## The task
Look for the word "EnterpriseSearch" in the entries below, then copy every line that has it.

[Stored items]
= Beginning of Section =

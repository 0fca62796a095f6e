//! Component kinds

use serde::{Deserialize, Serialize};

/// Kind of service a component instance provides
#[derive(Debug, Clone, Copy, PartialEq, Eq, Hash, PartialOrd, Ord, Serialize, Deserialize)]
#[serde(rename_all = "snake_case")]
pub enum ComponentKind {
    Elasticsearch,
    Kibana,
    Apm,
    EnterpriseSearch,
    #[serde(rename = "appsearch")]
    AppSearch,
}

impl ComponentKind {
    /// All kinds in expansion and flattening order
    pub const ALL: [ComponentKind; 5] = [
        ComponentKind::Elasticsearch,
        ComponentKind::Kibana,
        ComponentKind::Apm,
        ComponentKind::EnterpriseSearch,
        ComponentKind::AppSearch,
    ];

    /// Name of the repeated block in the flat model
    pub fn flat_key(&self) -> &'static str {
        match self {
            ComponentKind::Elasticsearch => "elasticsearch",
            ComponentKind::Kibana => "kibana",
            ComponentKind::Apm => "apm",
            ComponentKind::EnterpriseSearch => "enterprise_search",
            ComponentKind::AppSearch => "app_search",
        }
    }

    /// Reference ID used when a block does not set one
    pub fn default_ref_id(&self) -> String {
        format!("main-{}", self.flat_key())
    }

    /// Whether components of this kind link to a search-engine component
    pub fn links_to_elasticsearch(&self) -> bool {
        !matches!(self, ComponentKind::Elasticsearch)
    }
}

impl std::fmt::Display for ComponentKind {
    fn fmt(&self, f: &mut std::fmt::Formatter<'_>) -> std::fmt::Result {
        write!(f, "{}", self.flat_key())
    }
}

= End of Section =

## Written answer
    EnterpriseSearch,
        ComponentKind::EnterpriseSearch,
            ComponentKind::EnterpriseSearch => "enterprise_search",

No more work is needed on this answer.